Fidelis of Sigmaringen
|Saint Fidelis of Sigmaringen, O.F.M. Cap.|
|Religious, priest and martyr|
Sigmaringen, Principality of Hohenzollern-Sigmaringen
|Died||April 24, 1622
Grüsch, Seewis im Prättigau,
Free State of the Three Leagues
|Honored in||Catholic Church|
|Beatified||March 24, 1729 by Pope Benedict XIII|
|Canonized||June 29, 1746, Rome by Pope Benedict XIV|
|Major shrine||Capuchin friary of Weltkirchen (Feldkirch), Austria|
|Attributes||sword; palm of martyrdom; heretics; the Morning Star; trampling on the word "heresy"; with a club set with spikes; with a whirlbat; with an angel carrying a palm of martyrdom; with Saint Joseph of Leonessa|
Fidelis of Sigmaringen, O.F.M. Cap. (1577 - 1622), was a Capuchin friar who was a major figure in the Counter-Reformation, and was murdered by his opponents at Seewis im Prättigau, now part of Switzerland. Fidelis was canonized in 1746.

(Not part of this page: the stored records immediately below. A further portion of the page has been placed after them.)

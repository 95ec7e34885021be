use log::info;
use serde::{Deserialize, Serialize};

use crate::plugin_system::class::PluginClass;
use crate::plugin_system::manager::PluginManager;
use crate::plugin_system::traits::{Plugin, PluginError};

/// Represents a plugin manifest that describes a plugin declaratively
#[derive(Debug, Clone, PartialEq, Eq, Serialize, Deserialize)]
pub struct PluginManifest {
    /// Unique plugin name
    pub name: String,

    /// Plugin description
    #[serde(default, skip_serializing_if = "Option::is_none")]
    pub description: Option<String>,

    /// Names of the plugins this one depends on, in order
    #[serde(default)]
    pub depends: Vec<String>,
}

impl PluginManifest {
    /// Create a new plugin manifest with no dependencies
    pub fn new(name: &str) -> Self {
        Self {
            name: name.to_string(),
            description: None,
            depends: Vec::new(),
        }
    }

    /// Add a dependency
    pub fn add_dependency(&mut self, name: &str) -> &mut Self {
        self.depends.push(name.to_string());
        self
    }

    /// Turn the manifest into a plugin class whose instances only log their
    /// transitions
    pub fn into_class(self) -> PluginClass {
        let plugin_name = self.name.clone();
        let mut class = PluginClass::new(self.name, move || ManifestPlugin {
            name: plugin_name.clone(),
        });
        for dep in self.depends {
            class = class.depends_on(dep);
        }
        if let Some(description) = self.description {
            class = class.with_description(description);
        }
        class
    }
}

/// Builder for creating a plugin manifest
pub struct ManifestBuilder {
    manifest: PluginManifest,
}

impl ManifestBuilder {
    /// Create a new manifest builder
    pub fn new(name: &str) -> Self {
        Self {
            manifest: PluginManifest::new(name),
        }
    }

    /// Set the plugin description
    pub fn description(mut self, description: &str) -> Self {
        self.manifest.description = Some(description.to_string());
        self
    }

    /// Add a dependency
    pub fn dependency(mut self, name: &str) -> Self {
        self.manifest.add_dependency(name);
        self
    }

    /// Add multiple dependencies
    pub fn dependencies(mut self, names: &[&str]) -> Self {
        for name in names {
            self.manifest.add_dependency(name);
        }
        self
    }

    /// Build the manifest
    pub fn build(self) -> PluginManifest {
        self.manifest
    }
}

/// Instance type behind manifest-declared plugins
struct ManifestPlugin {
    name: String,
}

impl Plugin for ManifestPlugin {
    fn on_enable(&self, _manager: &PluginManager) -> Result<(), PluginError> {
        info!("Manifest plugin '{}' enabled", self.name);
        Ok(())
    }

    fn on_disable(&self, _manager: &PluginManager) -> Result<(), PluginError> {
        info!("Manifest plugin '{}' disabled", self.name);
        Ok(())
    }
}
use std::collections::HashSet;
use std::sync::Arc;

use log::debug;
use thiserror::Error;

use crate::plugin_system::class::PluginClass;
use crate::plugin_system::registry::PluginRegistry;

/// Error that can occur when resolving dependencies
#[derive(Debug, Clone, PartialEq, Eq, Error)]
pub enum DependencyError {
    /// A declared dependency is not known to the registry
    #[error("Required plugin not found: '{name}' (required by '{required_by}')")]
    MissingPlugin { name: String, required_by: String },

    /// Dependency cycle detected, listed along the path that closes it
    #[error("Circular dependency detected: {}", .0.join(" -> "))]
    CyclicDependency(Vec<String>),
}

/// Depth-first walk state for one resolution
struct Resolver<'a> {
    registry: &'a PluginRegistry,
    /// Names on the active recursion path, outermost first
    visiting: Vec<String>,
    seen: HashSet<String>,
    resolved: Vec<Arc<PluginClass>>,
}

impl<'a> Resolver<'a> {
    fn visit(&mut self, class: &PluginClass) -> Result<(), DependencyError> {
        self.visiting.push(class.name().to_string());

        for dep_name in class.depends() {
            if let Some(pos) = self.visiting.iter().position(|n| n == dep_name) {
                let mut cycle = self.visiting[pos..].to_vec();
                cycle.push(dep_name.clone());
                return Err(DependencyError::CyclicDependency(cycle));
            }
            if self.seen.contains(dep_name) {
                continue;
            }

            let dep = self
                .registry
                .get(dep_name)
                .ok_or_else(|| DependencyError::MissingPlugin {
                    name: dep_name.clone(),
                    required_by: class.name().to_string(),
                })?;

            self.visit(&dep)?;
            self.seen.insert(dep_name.clone());
            self.resolved.push(dep);
        }

        self.visiting.pop();
        Ok(())
    }
}

/// Resolve the ordered, de-duplicated dependency closure of `root`.
pub(crate) fn resolve(
    root: &PluginClass,
    registry: &PluginRegistry,
) -> Result<Vec<Arc<PluginClass>>, DependencyError> {
    let mut resolver = Resolver {
        registry,
        visiting: Vec::new(),
        seen: HashSet::new(),
        resolved: Vec::new(),
    };
    resolver.visit(root)?;

    debug!(
        "Resolved dependencies of '{}': [{}]",
        root.name(),
        resolver
            .resolved
            .iter()
            .map(|c| c.name())
            .collect::<Vec<_>>()
            .join(", ")
    );
    Ok(resolver.resolved)
}
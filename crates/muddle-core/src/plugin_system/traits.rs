use crate::plugin_system::manager::PluginManager;

/// Error type returned by plugin hooks
#[derive(Debug, thiserror::Error)]
pub enum PluginError {
    #[error("Plugin enable error: {0}")]
    EnableError(String),
    #[error("Plugin disable error: {0}")]
    DisableError(String),
}

/// Core trait that all plugins must implement
///
/// A plugin instance only exists while it is enabled in a [`PluginManager`].
/// Its name and dependencies live on the [`PluginClass`](crate::plugin_system::PluginClass)
/// that constructed it.
pub trait Plugin: Send + Sync {
    /// Called once when the plugin is activated, after all of its
    /// dependencies are enabled. Returning an error aborts the surrounding
    /// `enable` call and rolls back whatever that call activated.
    ///
    /// The default implementation does nothing and succeeds.
    fn on_enable(&self, _manager: &PluginManager) -> Result<(), PluginError> {
        Ok(())
    }

    /// Called when the plugin is disabled or rolled back. The plugin is
    /// removed from the manager whether or not this succeeds.
    ///
    /// The default implementation does nothing and succeeds.
    fn on_disable(&self, _manager: &PluginManager) -> Result<(), PluginError> {
        Ok(())
    }
}
use std::ops::{Deref, DerefMut};
use std::sync::Arc;

use log::{debug, info};

use crate::config::PluginSettings;
use crate::plugin_system::class::PluginClass;
use crate::plugin_system::error::{PluginSystemError, Result};
use crate::plugin_system::manager::PluginManager;
use crate::plugin_system::registry::PluginRegistry;

/// Plugin manager that starts out with its core plugins registered and enabled.
///
/// Every other operation is available through `Deref` to [`PluginManager`].
#[derive(Debug)]
pub struct RootPluginManager {
    manager: PluginManager,
    core: Vec<String>,
}

impl RootPluginManager {
    /// Register every core class, then enable them in the given order.
    ///
    /// The classes must have distinct names; a repeat fails with
    /// [`PluginSystemError::AlreadyRegistered`].
    pub fn new<I, C>(core_classes: I) -> Result<Self>
    where
        I: IntoIterator<Item = C>,
        C: Into<Arc<PluginClass>>,
    {
        let mut manager = PluginManager::new();
        let mut core = Vec::new();

        for class in core_classes {
            let class = manager.register(class)?;
            core.push(class.name().to_string());
        }
        Self::start(manager, core)
    }

    /// Build a root manager whose core plugins are the ones named in
    /// `settings.core_plugins`, looked up in `catalog`.
    ///
    /// Dependencies of a core plugin are registered from `catalog` too, but
    /// only the named plugins count as core. Repeated names are ignored.
    pub fn from_settings(settings: &PluginSettings, catalog: &PluginRegistry) -> Result<Self> {
        let mut manager = PluginManager::new();
        let mut core: Vec<String> = Vec::new();

        for name in &settings.core_plugins {
            if core.contains(name) {
                debug!("Core plugin '{}' listed more than once", name);
                continue;
            }
            let class = catalog
                .get(name)
                .ok_or_else(|| PluginSystemError::UnknownPlugin(name.clone()))?;

            for dep in class.get_depends(catalog)? {
                if !manager.is_registered(dep.name()) {
                    manager.register(dep)?;
                }
            }
            if !manager.is_registered(name) {
                manager.register(class)?;
            }
            core.push(name.clone());
        }
        Self::start(manager, core)
    }

    fn start(mut manager: PluginManager, core: Vec<String>) -> Result<Self> {
        for name in &core {
            manager.enable(name)?;
        }

        info!("Root plugin manager ready with {} core plugin(s)", core.len());
        Ok(Self { manager, core })
    }

    /// Names of the core plugins, in the order they were enabled
    pub fn core_plugins(&self) -> &[String] {
        &self.core
    }

    pub fn is_core(&self, name: &str) -> bool {
        self.core.iter().any(|c| c == name)
    }

    pub fn into_inner(self) -> PluginManager {
        self.manager
    }
}

impl Deref for RootPluginManager {
    type Target = PluginManager;

    fn deref(&self) -> &Self::Target {
        &self.manager
    }
}

impl DerefMut for RootPluginManager {
    fn deref_mut(&mut self) -> &mut Self::Target {
        &mut self.manager
    }
}
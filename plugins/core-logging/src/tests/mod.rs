use muddle_core::plugin_system::{PluginManager, RootPluginManager};

use super::*;

#[test]
fn test_plugin_class_metadata() {
    let class = plugin_class("debug");
    assert_eq!(class.name(), NAME);
    assert!(class.depends().is_empty());
    assert_eq!(class.description(), Some("Installs the process logger"));
}

#[test]
fn test_default_level() {
    assert_eq!(LoggingPlugin::default().level(), "info");
    assert_eq!(LoggingPlugin::new("warn").level(), "warn");
}

#[test]
fn test_enable_twice_in_one_process() {
    // The second install fails inside env_logger and must be tolerated
    let mut first = PluginManager::new();
    first.register(plugin_class("info")).unwrap();
    first.enable(NAME).unwrap();

    let mut second = PluginManager::new();
    second.register(plugin_class("debug")).unwrap();
    second.enable(NAME).unwrap();

    assert_eq!(second.shutdown().unwrap(), vec![NAME]);
    assert_eq!(first.shutdown().unwrap(), vec![NAME]);
}

#[test]
fn test_as_core_plugin() {
    let manager = RootPluginManager::new(vec![plugin_class("info")]).unwrap();
    assert!(manager.is_core(NAME));
    assert!(manager.is_enabled(NAME));
}
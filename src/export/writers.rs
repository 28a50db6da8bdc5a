//! Artifact writers for export operations.
//!
//! Two artifacts exist per export: the schema description, written once as
//! a single JSON text, and the NDJSON records file, appended one line per
//! row.

use std::path::{Path, PathBuf};

use tokio::fs::File;
use tokio::io::{AsyncWriteExt, BufWriter};
use tracing::debug;

use crate::encode::JsonRecord;
use crate::error::Result;
use crate::schema::{self, ColumnDescriptor};

/// Helper function to create a buffered file writer
pub(crate) async fn create_writer(path: &Path, capacity: usize) -> Result<BufWriter<File>> {
    let file = File::create(path).await?;
    Ok(BufWriter::with_capacity(capacity, file))
}

/// Helper function to validate the output directory of a path
pub(crate) fn validate_path(path: &Path) -> Result<()> {
    if let Some(parent) = path.parent() {
        if !parent.as_os_str().is_empty() && !parent.exists() {
            return Err(std::io::Error::new(
                std::io::ErrorKind::NotFound,
                format!("Directory does not exist: {}", parent.display()),
            )
            .into());
        }
    }

    Ok(())
}

/// Write the schema artifact: one JSON array, one write, no repair.
///
/// A truncated file left behind by an underlying I/O failure is acceptable
/// for a batch tool; the export aborts and the caller discards the output.
pub async fn write_schema_artifact(path: &Path, schema: &[ColumnDescriptor]) -> Result<()> {
    validate_path(path)?;
    let body = schema::to_artifact_json(schema)?;
    tokio::fs::write(path, body).await?;
    debug!("Wrote schema artifact: {}", path.display());
    Ok(())
}

/// Writer for the NDJSON records artifact.
///
/// Each record becomes one complete JSON object terminated by a newline,
/// so consumers can parse line-by-line without loading the whole file.
pub struct NdjsonWriter {
    /// Buffered file writer
    writer: BufWriter<File>,
    /// Path to the output file
    path: PathBuf,
    /// Number of records written
    written: u64,
}

impl NdjsonWriter {
    /// Create a new NDJSON writer
    ///
    /// # Arguments
    /// * `path` - Output file path
    /// * `capacity` - Write buffer capacity in bytes
    ///
    /// # Returns
    /// * `Result<Self>` - New writer instance or error
    pub async fn create(path: &Path, capacity: usize) -> Result<Self> {
        validate_path(path)?;
        let writer = create_writer(path, capacity).await?;

        debug!("Created NDJSON writer for: {}", path.display());

        Ok(Self {
            writer,
            path: path.to_path_buf(),
            written: 0,
        })
    }

    /// Append one record as one line.
    pub async fn write_record(&mut self, record: &JsonRecord) -> Result<()> {
        let line = serde_json::to_string(record)?;
        self.writer.write_all(line.as_bytes()).await?;
        self.writer.write_all(b"\n").await?;
        self.written += 1;
        Ok(())
    }

    /// Flush buffered output.
    pub async fn finalize(&mut self) -> Result<()> {
        self.writer.flush().await?;
        debug!(
            "Finalized NDJSON file: {} ({} records)",
            self.path.display(),
            self.written
        );
        Ok(())
    }

    /// Number of records written so far.
    pub fn written(&self) -> u64 {
        self.written
    }

    /// Current file size in bytes.
    pub async fn file_size(&self) -> Result<u64> {
        let metadata = tokio::fs::metadata(&self.path).await?;
        Ok(metadata.len())
    }
}

#[cfg(test)]
mod tests {
    use super::*;
    use crate::driver::codes;
    use crate::driver::ColumnMeta;
    use serde_json::Value as JsonValue;

    fn temp_path(name: &str) -> PathBuf {
        std::env::temp_dir().join(format!("{}_{}", uuid::Uuid::new_v4(), name))
    }

    #[tokio::test]
    async fn test_ndjson_writer_basic() {
        let path = temp_path("records.json");
        let mut writer = NdjsonWriter::create(&path, 8 * 1024).await.unwrap();

        let mut record = JsonRecord::new();
        record.insert("id".to_string(), JsonValue::from(1));
        writer.write_record(&record).await.unwrap();

        let mut record = JsonRecord::new();
        record.insert("id".to_string(), JsonValue::from(2));
        writer.write_record(&record).await.unwrap();

        writer.finalize().await.unwrap();
        assert_eq!(writer.written(), 2);

        let content = tokio::fs::read_to_string(&path).await.unwrap();
        assert_eq!(content, "{\"id\":1}\n{\"id\":2}\n");
        assert!(writer.file_size().await.unwrap() > 0);

        tokio::fs::remove_file(&path).await.ok();
    }

    #[tokio::test]
    async fn test_ndjson_writer_invalid_directory() {
        let result = NdjsonWriter::create(Path::new("/nonexistent/directory/file.json"), 1024).await;
        assert!(result.is_err());
    }

    #[tokio::test]
    async fn test_schema_artifact_written_once() {
        let path = temp_path("schema.json");
        let schema = crate::schema::extract(&[ColumnMeta {
            name: "id".to_string(),
            type_code: codes::INTEGER,
            nullable: Some(false),
        }]);

        write_schema_artifact(&path, &schema).await.unwrap();

        let content = tokio::fs::read_to_string(&path).await.unwrap();
        assert_eq!(content, r#"[{"column":"id","type":4,"required":true}]"#);

        tokio::fs::remove_file(&path).await.ok();
    }
}
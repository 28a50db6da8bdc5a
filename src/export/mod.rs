//! Streaming export of one query's result set.
//!
//! The export system is built from three components:
//!
//! 1. **ExportCoordinator**: the Init → Streaming → Done state machine
//! 2. **Writers**: the schema artifact and the NDJSON records artifact
//! 3. **ProgressTracker**: spinner feedback for interactive runs
//!
//! [`ExportJob`] wraps a whole run, including the optional interop server
//! lifecycle around it.

pub mod coordinator;
pub mod job;
pub mod progress;
pub mod writers;

pub use coordinator::{ExportCoordinator, ExportResult};
pub use job::ExportJob;
pub use progress::ProgressTracker;
pub use writers::NdjsonWriter;
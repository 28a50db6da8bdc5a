//! Progress tracking for export operations.
//!
//! The cursor is forward-only, so the total row count is never known up
//! front; progress is a spinner with a live rows/sec readout.

use std::time::Instant;

use indicatif::{ProgressBar, ProgressStyle};

/// Progress tracker for one export run.
pub struct ProgressTracker {
    /// Start time of the operation
    start_time: Instant,
    /// Progress bar (optional, can be disabled)
    bar: Option<ProgressBar>,
}

impl ProgressTracker {
    /// Create a new progress tracker
    ///
    /// # Arguments
    /// * `enable_bar` - Whether to display a spinner
    pub fn new(enable_bar: bool) -> Self {
        let bar = if enable_bar {
            let bar = ProgressBar::new_spinner();
            bar.set_style(
                ProgressStyle::default_spinner()
                    .template("{spinner:.green} {pos} rows {msg}")
                    .unwrap(),
            );
            Some(bar)
        } else {
            None
        };

        Self {
            start_time: Instant::now(),
            bar,
        }
    }

    /// Update progress with the running row count.
    pub fn update(&self, count: u64) {
        if let Some(ref bar) = self.bar {
            bar.set_position(count);

            let elapsed = self.start_time.elapsed().as_secs_f64();
            if elapsed > 0.0 {
                let speed = count as f64 / elapsed;
                bar.set_message(format!("({speed:.0} rows/sec)"));
            }
        }
    }

    /// Finish and clear the spinner.
    pub fn finish(&self) {
        if let Some(ref bar) = self.bar {
            bar.finish_and_clear();
        }
    }
}

#[cfg(test)]
mod tests {
    use super::*;

    #[test]
    fn test_progress_tracker_disabled() {
        let tracker = ProgressTracker::new(false);
        tracker.update(500);
        tracker.finish();
        // No bar attached; updates are no-ops
    }
}
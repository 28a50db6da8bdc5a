//! Scalar value variants produced by the driver layer.

use chrono::{DateTime, Utc};

/// One scalar value read from a result set column.
///
/// This is the closed set of native kinds the output encoding supports.
/// Drivers decode into these variants explicitly; a native type with no
/// matching variant is rejected with an encoding error instead of being
/// routed through an opaque "any" value.
///
/// `Null` doubles as the element-level null inside array columns. Row-level
/// SQL NULL is detected separately, before any value is fetched.
#[derive(Debug, Clone, PartialEq)]
pub enum Scalar {
    /// SQL NULL (also used for null array elements).
    Null,

    /// Boolean.
    Boolean(bool),

    /// Any integer width, widened to 64 bits.
    Int(i64),

    /// Any floating point width, widened to 64 bits.
    Float(f64),

    /// Character data.
    Text(String),

    /// Point-in-time value, rendered as RFC 3339 text.
    Timestamp(DateTime<Utc>),
}

impl Scalar {
    /// Name of the variant, used in error messages.
    pub fn kind(&self) -> &'static str {
        match self {
            Scalar::Null => "null",
            Scalar::Boolean(_) => "boolean",
            Scalar::Int(_) => "integer",
            Scalar::Float(_) => "float",
            Scalar::Text(_) => "text",
            Scalar::Timestamp(_) => "timestamp",
        }
    }
}

impl From<bool> for Scalar {
    fn from(v: bool) -> Self {
        Scalar::Boolean(v)
    }
}

impl From<i64> for Scalar {
    fn from(v: i64) -> Self {
        Scalar::Int(v)
    }
}

impl From<f64> for Scalar {
    fn from(v: f64) -> Self {
        Scalar::Float(v)
    }
}

impl From<&str> for Scalar {
    fn from(v: &str) -> Self {
        Scalar::Text(v.to_owned())
    }
}

#[cfg(test)]
mod tests {
    use super::*;

    #[test]
    fn test_kind_names() {
        assert_eq!(Scalar::Null.kind(), "null");
        assert_eq!(Scalar::Int(1).kind(), "integer");
        assert_eq!(Scalar::from("a").kind(), "text");
    }
}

He was born Mark Roy or Rey in 1577, in Sigmaringen, a town in modern-day Germany, then under the Principality of Hohenzollern-Sigmaringen. His father's name was John Rey. He studied law and philosophy at the University of Freiburg.
Roy subsequently taught philosophy at this university, ultimately earning the degree of Doctor of Law. During his time as a student he did not drink wine, and wore a hair-shirt. He was known for his modesty, meekness and chastity.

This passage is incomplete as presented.